From my upper torso I move down my arms while they are extended. In doing so I ask myself: “Am I too tense in the shoulders, biceps and triceps?” “Are my elbows locked out (hyper-extended)?” “Or are they [elbows] bent just enough so that they are not only not hyper extended but the ever so slightly bent at the elbows which serves as a sort of “buffer” or “shock absorber” in the fact that it aids in me being able to mitigate the felt recoil of the gun while firing?”


Moving out to my wrist, I ask myself: “Are they limp?” “Is the bore axis of the gun properly aligned with my forearm, wrist and total overall grip?” “Am I anticipating the shot by moving the elevation of the gun up or down as to result in a misplaced shot?” From my wrist I move to my fingers. I ask myself: “Do I have the most amount of gun in my hands so that I am able to have a positive grip on the gun?” I also ask myself: “How much trigger finger I have on the trigger?” If it is a Spinner (Revolver) I take the time out to ensure that I’m using the first joint of the Distal Phalanges (Index Finger). If I’m shooting a Semi-Automatic of any kind I make sure that the trigger rest on the center of the Distal Phalanges (Index Finger). I will also take the time out to make sure that I press the trigger in the most rearward position as possible when I decide to take the shot.

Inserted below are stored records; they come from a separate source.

/// Decode a listing payload. Entries whose symbol cannot be split are
/// skipped; a missing container or required field is a schema error.
pub fn decode_listing(
    payload: &Value,
    shape: &ListingShape,
    quotes: &QuoteAllowList,
    tickers: &TickerMap,
) -> ExchangeResult<Vec<ListedMarket>> {
    let placeholders = Placeholders::default();
    let container = |path: &[String]| {
        lookup(payload, path, &placeholders)
            .filter(|v| !v.is_null())
            .ok_or_else(|| ExchangeError::schema(format!("listing container {} missing", display_path(path))))
    };

    let mut markets = Vec::new();
    match shape {
        ListingShape::Records {
            path,
            pair,
            id,
            filters,
        } => {
            for entry in entries(container(path)?, path)? {
                let (quote, base, symbol) = match pair {
                    PairSource::Fields { quote, base } => (
                        text_field(entry, quote)?.to_ascii_uppercase(),
                        text_field(entry, base)?.to_ascii_uppercase(),
                        None,
                    ),
                    PairSource::Symbol { field, format } => {
                        let raw = text_field(entry, field)?;
                        match format.split(&raw, quotes, tickers) {
                            Some((quote, base)) => (quote, base, Some(raw)),
                            None => {
                                debug!("Skipping unparsable market symbol {}", raw);
                                continue;
                            }
                        }
                    }
                };
                if !filters.iter().all(|f| f.accepts(entry, &base)) {
                    continue;
                }
                let id = match id {
                    Some(field) => Some(id_field(entry, field)?),
                    None => None,
                };
                markets.push(ListedMarket {
                    quote,
                    base,
                    symbol,
                    id,
                });
            }
        }
        ListingShape::Keys {
            path,
            format,
            id,
            filters,
        } => {
            let object = container(path)?.as_object().ok_or_else(|| {
                ExchangeError::schema(format!("expected object at {}", display_path(path)))
            })?;
            for (key, entry) in object {
                let Some((quote, base)) = format.split(key, quotes, tickers) else {
                    debug!("Skipping unparsable market symbol {}", key);
                    continue;
                };
                if !filters.iter().all(|f| f.accepts(entry, &base)) {
                    continue;
                }
                let id = match id {
                    Some(field) => Some(id_field(entry, field)?),
                    None => None,
                };
                markets.push(ListedMarket {
                    quote,
                    base,
                    symbol: Some(key.clone()),
                    id,
                });
            }
        }
        ListingShape::Strings { path, format } => {
            let items = container(path)?.as_array().ok_or_else(|| {
                ExchangeError::schema(format!("expected list at {}", display_path(path)))
            })?;
            for item in items {
                let raw = item
                    .as_str()
                    .ok_or_else(|| ExchangeError::schema(format!("expected symbol string, got {}", type_name(item))))?;
                match format.split(raw, quotes, tickers) {
                    Some((quote, base)) => markets.push(ListedMarket {
                        quote,
                        base,
                        symbol: Some(raw.to_string()),
                        id: None,
                    }),
                    None => debug!("Skipping unparsable market symbol {}", raw),
                }
            }
        }
        ListingShape::Grouped {
            path,
            members,
            base,
            format,
        } => {
            let object = container(path)?.as_object().ok_or_else(|| {
                ExchangeError::schema(format!("expected object at {}", display_path(path)))
            })?;
            for (group_quote, group) in object {
                let names = group_members(group, members, base.as_deref(), group_quote)?;
                for name in names {
                    let (quote, native_base, symbol) = match format {
                        Some(format) => match format.split(&name, quotes, tickers) {
                            Some((quote, base)) => (quote, base, Some(name)),
                            None => {
                                debug!("Skipping unparsable market symbol {}", name);
                                continue;
                            }
                        },
                        None => (group_quote.to_ascii_uppercase(), name.to_ascii_uppercase(), None),
                    };
                    markets.push(ListedMarket {
                        quote,
                        base: native_base,
                        symbol,
                        id: None,
                    });
                }
            }
        }
    }
    Ok(markets)
}
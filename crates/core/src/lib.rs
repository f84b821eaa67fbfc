//! Core data types shared by every exchange adapter.

pub mod orderbook;
pub mod pair;
pub mod symbol;

pub use orderbook::*;
pub use pair::*;
pub use symbol::*;
//! IDEX. Both endpoints are POST; markets are `QUOTE_BASE`.

use crate::book::{BookShape, LevelFormat};
use crate::listing::{ListingFilter, ListingShape, PairOrder, SymbolFormat};
use crate::profile::{Endpoint, ExchangeProfile};
use serde_json::json;

pub fn profile() -> ExchangeProfile {
    ExchangeProfile::new(
        "idex",
        Endpoint::post("https://api.idex.market/returnTicker", json!({})),
        ListingShape::Keys {
            path: vec![],
            format: SymbolFormat::delimited("_", PairOrder::QuoteFirst),
            id: None,
            filters: vec![ListingFilter::non_zero("baseVolume")],
        },
        Endpoint::post(
            "https://api.idex.market/returnOrderBook",
            json!({"market": "{quote}_{base}"}),
        ),
        BookShape::sides(&[], &["asks"], &["bids"], LevelFormat::named(&["price"], &["amount"])),
    )
}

Move up again, I check my eyes! I ask myself: “Am I lining up the sights with my eyes?” Or if I’m Point Shooting which is the case most of the time – I check to see if my instincts are correct with each press of the trigger. For purposes of Point Shooting we don’t have to be “dead on” as I are looking for Combat Accuracy but we want to be generally where we initially wanted to shoot. The targets that I use are small. NEVER EVER use large targets. Generally the size of a paper plate does nicely. But if I’m looking to really narrow my scope of Focused Training I will utilize targets that are no larger than 2 – 2.5 inches in diameter at various distances. These are some of the thing I examine within myself while I’m practicing Focused Training that I also share with VODA Clients when they request them. I will stop here and recommend that you find your own path when it comes to Focused Training.


Have confidence and you will come to the realization that you got this!